**WHAT IS NEEDED:**
Only the last stretch of the records is wanted: restate word for word the line with "again = store.find_or_create_progress(1, 100).await.unwrap();" and every line after it.

DATA TO PROCESS section start

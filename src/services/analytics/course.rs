//! 课程分析
//!
//! 扫描引用课程的全部班期和班期下的进度记录，产出四个固定
//! 进度区间桶、完成率/流失率和带趋势方向的表现指标列表。
//!
//! 不变量：四桶互不重叠、边界闭合，计数之和恒等于选课总人数。

use actix_web::{HttpRequest, HttpResponse, Result as ActixResult};

use super::AnalyticsService;
use crate::config::AppConfig;
use crate::models::analytics::responses::{
    CourseAnalyticsResponse, CourseOverview, EngagementMetric, PerformanceMetric, ProgressBucket,
    Trend,
};
use crate::models::progress::entities::{CourseProgress, ProgressStatus};
use crate::models::{ApiResponse, ServiceError};
use crate::services::{query_guard, service_error_to_response};
use crate::storage::RecordStore;

pub async fn compute_course_analytics(
    store: &dyn RecordStore,
    course_id: i64,
) -> Result<CourseAnalyticsResponse, ServiceError> {
    let course = store
        .find_course_by_id(course_id)
        .await?
        .ok_or_else(|| ServiceError::course_not_found(course_id))?;

    let promotions = store.find_promotions_containing_course(course_id).await?;

    // 收集该课程在各班期下的进度条目
    let mut entries: Vec<CourseProgress> = Vec::new();
    let config = AppConfig::get();
    for promotion in &promotions {
        let records = store.find_progress_by_promotion(promotion.id).await?;
        for record in records {
            if let Some(entry) = record.course_progress(course_id) {
                entries.push(entry.clone());
            }
        }
        if query_guard::check(
            entries.len(),
            config.dashboard.guard.joined_progress_limit,
            "course_analytics_progress",
        ) {
            return Ok(query_guard::fallback_course_analytics(
                course_id,
                &course.title,
            ));
        }
    }

    let total = entries.len() as i64;
    let completed = entries.iter().filter(|e| e.is_completed()).count() as i64;
    let dropped = entries
        .iter()
        .filter(|e| e.status == ProgressStatus::Dropped)
        .count() as i64;

    let average_progress = if total > 0 {
        let sum: i64 = entries.iter().map(|e| e.progress_percentage as i64).sum();
        ((sum as f64) / (total as f64)).round() as i64
    } else {
        0
    };
    let completion_rate = ratio_percentage(completed, total);
    let dropout_rate = ratio_percentage(dropped, total);

    let progress_distribution = bucket_distribution(&entries);

    let average_time_spent = if total > 0 {
        entries.iter().map(|e| e.time_spent).sum::<i64>() as f64 / total as f64
    } else {
        0.0
    };

    // 固定顺序的表现指标；趋势是阈值启发式，不是时间序列回归
    let performance_metrics = vec![
        PerformanceMetric {
            metric: "average_progress".to_string(),
            value: average_progress as f64,
            trend: progress_trend(average_progress),
        },
        PerformanceMetric {
            metric: "completion_rate".to_string(),
            value: completion_rate as f64,
            trend: completion_trend(completion_rate),
        },
        PerformanceMetric {
            metric: "average_time_spent_minutes".to_string(),
            value: average_time_spent,
            trend: Trend::Stable,
        },
    ];

    let week_ago = chrono::Utc::now() - chrono::Duration::days(7);
    let active_last_week = entries
        .iter()
        .filter(|e| e.last_activity_at.is_some_and(|t| t >= week_ago))
        .count() as i64;
    let participating = entries
        .iter()
        .filter(|e| e.progress_percentage > 0 || !e.completed_sections.is_empty())
        .count() as i64;

    let engagement_metrics = vec![
        EngagementMetric {
            metric: "active_students_7d".to_string(),
            value: active_last_week as f64,
        },
        EngagementMetric {
            metric: "participation_rate".to_string(),
            value: ratio_percentage(participating, total) as f64,
        },
        EngagementMetric {
            metric: "average_time_spent_minutes".to_string(),
            value: average_time_spent,
        },
    ];

    Ok(CourseAnalyticsResponse {
        overview: CourseOverview {
            course_id,
            course_title: course.title,
            total_enrollments: total,
            average_progress,
            completion_rate,
            dropout_rate,
        },
        progress_distribution,
        performance_metrics,
        engagement_metrics,
    })
}

fn ratio_percentage(part: i64, total: i64) -> i64 {
    if total > 0 {
        ((100.0 * part as f64) / (total as f64)).round() as i64
    } else {
        0
    }
}

/// 四个固定闭区间：[0,25] [26,50] [51,75] [76,100]
fn bucket_distribution(entries: &[CourseProgress]) -> Vec<ProgressBucket> {
    let mut counts = [0i64; 4];
    for entry in entries {
        let index = match entry.progress_percentage {
            0..=25 => 0,
            26..=50 => 1,
            51..=75 => 2,
            _ => 3,
        };
        counts[index] += 1;
    }

    ["0-25", "26-50", "51-75", "76-100"]
        .iter()
        .zip(counts)
        .map(|(range, count)| ProgressBucket {
            range: range.to_string(),
            count,
        })
        .collect()
}

// 趋势启发式阈值
fn progress_trend(average_progress: i64) -> Trend {
    match average_progress {
        70.. => Trend::Up,
        40..=69 => Trend::Stable,
        _ => Trend::Down,
    }
}

fn completion_trend(completion_rate: i64) -> Trend {
    match completion_rate {
        50.. => Trend::Up,
        20..=49 => Trend::Stable,
        _ => Trend::Down,
    }
}

/// HTTP 包装
pub async fn get_course_analytics(
    service: &AnalyticsService,
    request: &HttpRequest,
    course_id: i64,
) -> ActixResult<HttpResponse> {
    let storage = service.get_storage(request);
    let provider = service.get_provider();

    match provider.course_analytics(storage.as_ref(), course_id).await {
        Ok(response) => Ok(HttpResponse::Ok().json(ApiResponse::success(response, "查询成功"))),
        Err(err) => Ok(service_error_to_response(&err)),
    }
}

#[cfg(test)]
mod tests {
    use super::*;
    use crate::models::ErrorCode;
    use crate::models::courses::entities::{Course, CourseStatus};
    use crate::models::progress::entities::PromotionProgress;
    use crate::models::promotions::entities::{Promotion, PromotionStatus};
    use crate::storage::memory::MemoryRecordStore;

    fn bare_course(id: i64, title: &str) -> Course {
        let now = chrono::Utc::now();
        Course {
            id,
            title: title.to_string(),
            instructor_id: 1,
            collaborator_ids: vec![],
            status: CourseStatus::Published,
            chapters: vec![],
            created_at: now,
            updated_at: now,
        }
    }

    fn seed_student_progress(
        store: &MemoryRecordStore,
        promotion_id: i64,
        student_id: i64,
        course_id: i64,
        percentage: u8,
        status: ProgressStatus,
    ) {
        let now = chrono::Utc::now();
        let mut entry = CourseProgress::empty(course_id);
        entry.progress_percentage = percentage;
        entry.status = status;
        entry.last_activity_at = Some(now);
        store.insert_progress(PromotionProgress {
            id: 0,
            promotion_id,
            student_id,
            courses: vec![entry],
            created_at: now,
            updated_at: now,
        });
    }

    fn setup(course_id: i64, percentages: &[u8]) -> MemoryRecordStore {
        let store = MemoryRecordStore::new();
        store.insert_course(bare_course(course_id, "分析课程"));
        store.insert_promotion(Promotion {
            id: 1,
            name: "2025-P1".to_string(),
            course_ids: vec![course_id],
            status: PromotionStatus::Active,
            created_at: chrono::Utc::now(),
            updated_at: chrono::Utc::now(),
        });
        for (i, &pct) in percentages.iter().enumerate() {
            let status = if pct >= 100 {
                ProgressStatus::Completed
            } else {
                ProgressStatus::Active
            };
            seed_student_progress(&store, 1, 1000 + i as i64, course_id, pct, status);
        }
        store
    }

    #[tokio::test]
    async fn test_worked_example_30_60_90() {
        let store = setup(9901, &[30, 60, 90]);

        let analytics = compute_course_analytics(&store, 9901).await.unwrap();
        assert_eq!(analytics.overview.total_enrollments, 3);
        assert_eq!(analytics.overview.average_progress, 60);

        // [0,25]=0, [26,50]=1 (30), [51,75]=1 (60), [76,100]=1 (90)
        let counts: Vec<i64> = analytics
            .progress_distribution
            .iter()
            .map(|b| b.count)
            .collect();
        assert_eq!(counts, vec![0, 1, 1, 1]);
    }

    #[tokio::test]
    async fn test_buckets_sum_to_total_enrollments() {
        let store = setup(9902, &[0, 12, 25, 26, 49, 51, 75, 76, 99, 100]);

        let analytics = compute_course_analytics(&store, 9902).await.unwrap();
        let sum: i64 = analytics
            .progress_distribution
            .iter()
            .map(|b| b.count)
            .sum();
        assert_eq!(sum, analytics.overview.total_enrollments);
        // 边界值落在闭区间里
        let counts: Vec<i64> = analytics
            .progress_distribution
            .iter()
            .map(|b| b.count)
            .collect();
        assert_eq!(counts, vec![3, 2, 2, 3]);
    }

    #[tokio::test]
    async fn test_completion_and_dropout_rates() {
        let store = MemoryRecordStore::new();
        store.insert_course(bare_course(9903, "分析课程"));
        store.insert_promotion(Promotion {
            id: 1,
            name: "2025-P1".to_string(),
            course_ids: vec![9903],
            status: PromotionStatus::Active,
            created_at: chrono::Utc::now(),
            updated_at: chrono::Utc::now(),
        });
        seed_student_progress(&store, 1, 1001, 9903, 100, ProgressStatus::Completed);
        seed_student_progress(&store, 1, 1002, 9903, 40, ProgressStatus::Active);
        seed_student_progress(&store, 1, 1003, 9903, 10, ProgressStatus::Dropped);
        seed_student_progress(&store, 1, 1004, 9903, 60, ProgressStatus::Active);

        let analytics = compute_course_analytics(&store, 9903).await.unwrap();
        assert_eq!(analytics.overview.completion_rate, 25); // 1/4
        assert_eq!(analytics.overview.dropout_rate, 25); // 1/4
    }

    #[tokio::test]
    async fn test_unknown_course_is_not_found() {
        let store = MemoryRecordStore::new();
        let err = compute_course_analytics(&store, 9904).await.unwrap_err();
        assert_eq!(err.code, ErrorCode::CourseNotFound);
    }

    #[tokio::test]
    async fn test_course_without_enrollments_yields_zeroes() {
        let store = MemoryRecordStore::new();
        store.insert_course(bare_course(9905, "空课程"));

        let analytics = compute_course_analytics(&store, 9905).await.unwrap();
        assert_eq!(analytics.overview.total_enrollments, 0);
        assert_eq!(analytics.overview.average_progress, 0);
        assert_eq!(analytics.overview.completion_rate, 0);
        let sum: i64 = analytics
            .progress_distribution
            .iter()
            .map(|b| b.count)
            .sum();
        assert_eq!(sum, 0);
        assert_eq!(analytics.progress_distribution.len(), 4);
    }

    #[tokio::test]
    async fn test_performance_metrics_order_is_fixed() {
        let store = setup(9906, &[80, 90]);

        let analytics = compute_course_analytics(&store, 9906).await.unwrap();
        let names: Vec<&str> = analytics
            .performance_metrics
            .iter()
            .map(|m| m.metric.as_str())
            .collect();
        assert_eq!(
            names,
            vec![
                "average_progress",
                "completion_rate",
                "average_time_spent_minutes"
            ]
        );
        // avg 85 → 启发式趋势 Up
        assert_eq!(analytics.performance_metrics[0].trend, Trend::Up);
    }

    #[tokio::test]
    async fn test_guard_degrades_on_large_progress_volume() {
        let store = MemoryRecordStore::new();
        store.insert_course(bare_course(9907, "大课程"));
        store.insert_promotion(Promotion {
            id: 1,
            name: "2025-P1".to_string(),
            course_ids: vec![9907],
            status: PromotionStatus::Active,
            created_at: chrono::Utc::now(),
            updated_at: chrono::Utc::now(),
        });
        for student_id in 2000..2105 {
            seed_student_progress(&store, 1, student_id, 9907, 50, ProgressStatus::Active);
        }

        let analytics = compute_course_analytics(&store, 9907).await.unwrap();
        // 降级：单人样本，桶和仍等于总人数
        assert_eq!(analytics.overview.total_enrollments, 1);
        let sum: i64 = analytics
            .progress_distribution
            .iter()
            .map(|b| b.count)
            .sum();
        assert_eq!(sum, 1);
    }
}
use std::sync::Arc;

use crate::models::{
    courses::entities::Course,
    progress::entities::PromotionProgress,
    promotions::entities::Promotion,
    submissions::entities::ExerciseSubmission,
    users::{entities::User, entities::UserRole, responses::UserRoleCounts},
};

use crate::errors::Result;

pub mod memory;
pub mod sea_orm_storage;

/// 记录存储查询契约
///
/// 聚合引擎只通过该接口访问五类集合（用户/课程/班期/班期进度/提交）。
/// 除 find_or_create_progress 和 save_progress 外全部只读。
#[async_trait::async_trait]
pub trait RecordStore: Send + Sync {
    /// 用户查询方法
    // 通过ID获取用户
    async fn find_user_by_id(&self, id: i64) -> Result<Option<User>>;
    // 按角色统计用户数量
    async fn count_users_by_role(&self) -> Result<UserRoleCounts>;
    // 列出班期内的用户（可按角色过滤）
    async fn find_users_by_promotion(
        &self,
        promotion_id: i64,
        role: Option<UserRole>,
    ) -> Result<Vec<User>>;
    // 统计某时间点后登录过的用户数
    async fn count_active_users_since(
        &self,
        since: chrono::DateTime<chrono::Utc>,
    ) -> Result<i64>;

    /// 课程查询方法
    // 通过ID获取课程
    async fn find_course_by_id(&self, id: i64) -> Result<Option<Course>>;
    // 批量获取课程（用于标题联结）
    async fn find_courses_by_ids(&self, ids: &[i64]) -> Result<Vec<Course>>;
    // 列出某用户作为讲师或协作者的课程
    async fn find_courses_by_instructor_or_collaborator(&self, user_id: i64)
        -> Result<Vec<Course>>;
    // 统计课程总数
    async fn count_courses(&self) -> Result<i64>;

    /// 班期查询方法
    // 列出课程列表包含某课程的班期
    async fn find_promotions_containing_course(&self, course_id: i64) -> Result<Vec<Promotion>>;
    // 列出班期（带上限，供平台级聚合使用）
    async fn list_promotions(&self, limit: u64) -> Result<Vec<Promotion>>;
    // 统计班期总数
    async fn count_promotions(&self) -> Result<i64>;
    // 统计班期内学生数
    async fn count_students_in_promotion(&self, promotion_id: i64) -> Result<i64>;

    /// 进度记录方法
    // 获取或懒创建 (promotion, student) 的进度记录
    async fn find_or_create_progress(
        &self,
        promotion_id: i64,
        student_id: i64,
    ) -> Result<PromotionProgress>;
    // 列出班期的全部进度记录
    async fn find_progress_by_promotion(&self, promotion_id: i64)
        -> Result<Vec<PromotionProgress>>;
    // 保存进度记录（乐观写，最后写入者胜出）
    async fn save_progress(&self, record: PromotionProgress) -> Result<PromotionProgress>;
    // 统计进度记录总数
    async fn count_progress_records(&self) -> Result<i64>;

    /// 提交查询方法
    // 列出学生的全部提交
    async fn find_submissions_by_student(&self, student_id: i64)
        -> Result<Vec<ExerciseSubmission>>;
    // 列出命中练习ID集合的提交
    async fn find_submissions_by_exercise_ids(
        &self,
        exercise_ids: &[String],
    ) -> Result<Vec<ExerciseSubmission>>;
    // 统计提交总数
    async fn count_submissions(&self) -> Result<i64>;
}

pub async fn create_storage() -> Result<Arc<dyn RecordStore>> {
    let config = crate::config::AppConfig::get();
    if config.database.url == "memory" {
        tracing::warn!("Using in-memory record store; data will not survive a restart");
        return Ok(Arc::new(memory::MemoryRecordStore::new()));
    }

    let storage = sea_orm_storage::SeaOrmStorage::new_async().await?;
    Ok(Arc::new(storage))
}
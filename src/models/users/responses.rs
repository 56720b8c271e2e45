use serde::{Deserialize, Serialize};
use ts_rs::TS;

/// 按角色统计的用户数量
#[derive(Debug, Clone, Default, Serialize, Deserialize, TS)]
#[ts(export, export_to = "../frontend/src/types/generated/user.ts")]
pub struct UserRoleCounts {
    pub students: i64,
    pub teachers: i64,
    pub staff: i64,
    pub admins: i64,
}

impl UserRoleCounts {
    pub fn total(&self) -> i64 {
        self.students + self.teachers + self.staff + self.admins
    }
}
//! SeaORM 实体定义
//!
//! 这些实体用于数据库操作，与 models 模块中的业务实体分离。
//! Storage 层使用这些实体进行 CRUD 操作，然后转换为 models 中的业务实体。
//! 章节树、班期课程列表、课程进度列表等文档型字段以 JSON 文本列存储。

pub mod prelude;

pub mod courses;
pub mod promotion_progress;
pub mod promotions;
pub mod submissions;
pub mod users;
pub mod entities;
pub mod requests;
pub mod responses;
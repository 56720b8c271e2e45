//! 请求参数错误处理
//!
//! 把 actix 默认的纯文本 4xx 错误统一替换成 ApiResponse JSON 结构，
//! 让前端对参数错误和业务错误走同一条解析路径。

use actix_web::error::{InternalError, JsonPayloadError, QueryPayloadError};
use actix_web::{Error, HttpRequest, HttpResponse};

use crate::models::{ApiResponse, ErrorCode};

pub fn json_error_handler(err: JsonPayloadError, _req: &HttpRequest) -> Error {
    let message = match &err {
        JsonPayloadError::ContentType => "请求 Content-Type 必须为 application/json".to_string(),
        JsonPayloadError::Deserialize(e) => format!("请求体格式错误: {e}"),
        JsonPayloadError::Overflow { .. } | JsonPayloadError::OverflowKnownLength { .. } => {
            "请求体过大".to_string()
        }
        other => format!("请求体解析失败: {other}"),
    };

    let response = HttpResponse::BadRequest()
        .json(ApiResponse::error_empty(ErrorCode::BadRequest, message));
    InternalError::from_response(err, response).into()
}

pub fn query_error_handler(err: QueryPayloadError, _req: &HttpRequest) -> Error {
    let message = match &err {
        QueryPayloadError::Deserialize(e) => format!("查询参数格式错误: {e}"),
        other => format!("查询参数解析失败: {other}"),
    };

    let response = HttpResponse::BadRequest()
        .json(ApiResponse::error_empty(ErrorCode::BadRequest, message));
    InternalError::from_response(err, response).into()
}
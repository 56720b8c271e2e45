//! 内存存储实现
//!
//! HashMap + RwLock 的 RecordStore 后端，不持久化。
//! 用于单元测试注入隔离的存储实例，也可作为临时部署后端
//! （database.url = "memory"）。

use std::collections::HashMap;
use std::sync::RwLock;
use std::sync::atomic::{AtomicI64, Ordering};

use async_trait::async_trait;

use crate::errors::{LPSystemError, Result};
use crate::models::{
    courses::entities::Course,
    progress::entities::{CourseProgress, PromotionProgress},
    promotions::entities::Promotion,
    submissions::entities::ExerciseSubmission,
    users::{entities::User, entities::UserRole, responses::UserRoleCounts},
};
use crate::storage::RecordStore;

#[derive(Default)]
pub struct MemoryRecordStore {
    users: RwLock<HashMap<i64, User>>,
    courses: RwLock<HashMap<i64, Course>>,
    promotions: RwLock<HashMap<i64, Promotion>>,
    // 键为 (promotion_id, student_id)
    progress: RwLock<HashMap<(i64, i64), PromotionProgress>>,
    submissions: RwLock<Vec<ExerciseSubmission>>,
    next_progress_id: AtomicI64,
}

impl MemoryRecordStore {
    pub fn new() -> Self {
        Self {
            next_progress_id: AtomicI64::new(1),
            ..Default::default()
        }
    }

    // 以下 insert_* 方法供测试和临时部署初始化数据使用

    pub fn insert_user(&self, user: User) {
        self.users.write().expect("users lock").insert(user.id, user);
    }

    pub fn insert_course(&self, course: Course) {
        self.courses
            .write()
            .expect("courses lock")
            .insert(course.id, course);
    }

    pub fn insert_promotion(&self, promotion: Promotion) {
        self.promotions
            .write()
            .expect("promotions lock")
            .insert(promotion.id, promotion);
    }

    pub fn insert_progress(&self, record: PromotionProgress) {
        let id = record.id.max(self.next_progress_id.fetch_add(1, Ordering::SeqCst));
        let mut record = record;
        record.id = id;
        self.progress
            .write()
            .expect("progress lock")
            .insert((record.promotion_id, record.student_id), record);
    }

    pub fn insert_submission(&self, submission: ExerciseSubmission) {
        self.submissions
            .write()
            .expect("submissions lock")
            .push(submission);
    }
}

#[async_trait]
impl RecordStore for MemoryRecordStore {
    async fn find_user_by_id(&self, id: i64) -> Result<Option<User>> {
        Ok(self.users.read().expect("users lock").get(&id).cloned())
    }

    async fn count_users_by_role(&self) -> Result<UserRoleCounts> {
        let users = self.users.read().expect("users lock");
        let mut counts = UserRoleCounts::default();
        for user in users.values() {
            match user.role {
                UserRole::Student => counts.students += 1,
                UserRole::Teacher => counts.teachers += 1,
                UserRole::Staff => counts.staff += 1,
                UserRole::Admin => counts.admins += 1,
            }
        }
        Ok(counts)
    }

    async fn find_users_by_promotion(
        &self,
        promotion_id: i64,
        role: Option<UserRole>,
    ) -> Result<Vec<User>> {
        let users = self.users.read().expect("users lock");
        let mut result: Vec<User> = users
            .values()
            .filter(|u| u.current_promotion_id == Some(promotion_id))
            .filter(|u| role.as_ref().is_none_or(|r| &u.role == r))
            .cloned()
            .collect();
        result.sort_by_key(|u| u.id);
        Ok(result)
    }

    async fn count_active_users_since(
        &self,
        since: chrono::DateTime<chrono::Utc>,
    ) -> Result<i64> {
        let users = self.users.read().expect("users lock");
        Ok(users
            .values()
            .filter(|u| u.last_login.is_some_and(|t| t >= since))
            .count() as i64)
    }

    async fn find_course_by_id(&self, id: i64) -> Result<Option<Course>> {
        Ok(self.courses.read().expect("courses lock").get(&id).cloned())
    }

    async fn find_courses_by_ids(&self, ids: &[i64]) -> Result<Vec<Course>> {
        let courses = self.courses.read().expect("courses lock");
        Ok(ids
            .iter()
            .filter_map(|id| courses.get(id).cloned())
            .collect())
    }

    async fn find_courses_by_instructor_or_collaborator(
        &self,
        user_id: i64,
    ) -> Result<Vec<Course>> {
        let courses = self.courses.read().expect("courses lock");
        let mut result: Vec<Course> = courses
            .values()
            .filter(|c| c.instructor_id == user_id || c.collaborator_ids.contains(&user_id))
            .cloned()
            .collect();
        result.sort_by_key(|c| c.id);
        Ok(result)
    }

    async fn count_courses(&self) -> Result<i64> {
        Ok(self.courses.read().expect("courses lock").len() as i64)
    }

    async fn find_promotions_containing_course(&self, course_id: i64) -> Result<Vec<Promotion>> {
        let promotions = self.promotions.read().expect("promotions lock");
        let mut result: Vec<Promotion> = promotions
            .values()
            .filter(|p| p.course_ids.contains(&course_id))
            .cloned()
            .collect();
        result.sort_by_key(|p| p.id);
        Ok(result)
    }

    async fn list_promotions(&self, limit: u64) -> Result<Vec<Promotion>> {
        let promotions = self.promotions.read().expect("promotions lock");
        let mut result: Vec<Promotion> = promotions.values().cloned().collect();
        result.sort_by_key(|p| p.id);
        result.truncate(limit as usize);
        Ok(result)
    }

    async fn count_promotions(&self) -> Result<i64> {
        Ok(self.promotions.read().expect("promotions lock").len() as i64)
    }

    async fn count_students_in_promotion(&self, promotion_id: i64) -> Result<i64> {
        let users = self.users.read().expect("users lock");
        Ok(users
            .values()
            .filter(|u| {
                u.current_promotion_id == Some(promotion_id) && u.role == UserRole::Student
            })
            .count() as i64)
    }

    async fn find_or_create_progress(
        &self,
        promotion_id: i64,
        student_id: i64,
    ) -> Result<PromotionProgress> {
        if let Some(existing) = self
            .progress
            .read()
            .expect("progress lock")
            .get(&(promotion_id, student_id))
        {
            return Ok(existing.clone());
        }

        let course_ids = self
            .promotions
            .read()
            .expect("promotions lock")
            .get(&promotion_id)
            .map(|p| p.course_ids.clone())
            .ok_or_else(|| LPSystemError::not_found(format!("班期不存在: {promotion_id}")))?;

        let now = chrono::Utc::now();
        let record = PromotionProgress {
            id: self.next_progress_id.fetch_add(1, Ordering::SeqCst),
            promotion_id,
            student_id,
            courses: course_ids.iter().map(|&id| CourseProgress::empty(id)).collect(),
            created_at: now,
            updated_at: now,
        };

        self.progress
            .write()
            .expect("progress lock")
            .insert((promotion_id, student_id), record.clone());
        Ok(record)
    }

    async fn find_progress_by_promotion(
        &self,
        promotion_id: i64,
    ) -> Result<Vec<PromotionProgress>> {
        let progress = self.progress.read().expect("progress lock");
        let mut result: Vec<PromotionProgress> = progress
            .values()
            .filter(|p| p.promotion_id == promotion_id)
            .cloned()
            .collect();
        result.sort_by_key(|p| p.id);
        Ok(result)
    }

    async fn save_progress(&self, record: PromotionProgress) -> Result<PromotionProgress> {
        let mut record = record;
        record.updated_at = chrono::Utc::now();
        self.progress
            .write()
            .expect("progress lock")
            .insert((record.promotion_id, record.student_id), record.clone());
        Ok(record)
    }

    async fn count_progress_records(&self) -> Result<i64> {
        Ok(self.progress.read().expect("progress lock").len() as i64)
    }

    async fn find_submissions_by_student(
        &self,
        student_id: i64,
    ) -> Result<Vec<ExerciseSubmission>> {
        let submissions = self.submissions.read().expect("submissions lock");
        Ok(submissions
            .iter()
            .filter(|s| s.student_id == student_id)
            .cloned()
            .collect())
    }

    async fn find_submissions_by_exercise_ids(
        &self,
        exercise_ids: &[String],
    ) -> Result<Vec<ExerciseSubmission>> {
        let submissions = self.submissions.read().expect("submissions lock");
        Ok(submissions
            .iter()
            .filter(|s| exercise_ids.contains(&s.exercise_id))
            .cloned()
            .collect())
    }

    async fn count_submissions(&self) -> Result<i64> {
        Ok(self.submissions.read().expect("submissions lock").len() as i64)
    }
}

#[cfg(test)]
mod tests {
    use super::*;
    use crate::models::promotions::entities::PromotionStatus;

    fn promotion(id: i64, course_ids: Vec<i64>) -> Promotion {
        let now = chrono::Utc::now();
        Promotion {
            id,
            name: format!("2025-P{id}"),
            course_ids,
            status: PromotionStatus::Active,
            created_at: now,
            updated_at: now,
        }
    }

    #[tokio::test]
    async fn test_find_or_create_progress_initializes_promotion_courses() {
        let store = MemoryRecordStore::new();
        store.insert_promotion(promotion(1, vec![10, 20]));

        let record = store.find_or_create_progress(1, 100).await.unwrap();
        assert_eq!(record.courses.len(), 2);
        assert!(record.course_progress(10).is_some());
        assert!(record.course_progress(20).is_some());

        // 第二次调用拿到同一条记录
        let again = store.find_or_create_progress(1, 100).await.unwrap();
        assert_eq!(again.id, record.id);
        assert_eq!(store.count_progress_records().await.unwrap(), 1);
    }

    #[tokio::test]
    async fn test_find_or_create_progress_unknown_promotion_fails() {
        let store = MemoryRecordStore::new();
        assert!(store.find_or_create_progress(9, 100).await.is_err());
    }
}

DATA TO PROCESS section end

**SOLUTION:**
        let again = store.find_or_create_progress(1, 100).await.unwrap();
        assert_eq!(again.id, record.id);
        assert_eq!(store.count_progress_records().await.unwrap(), 1);
    }

    #[tokio::test]
    async fn test_find_or_create_progress_unknown_promotion_fails() {
        let store = MemoryRecordStore::new();
        assert!(store.find_or_create_progress(9, 100).await.is_err());
    }
}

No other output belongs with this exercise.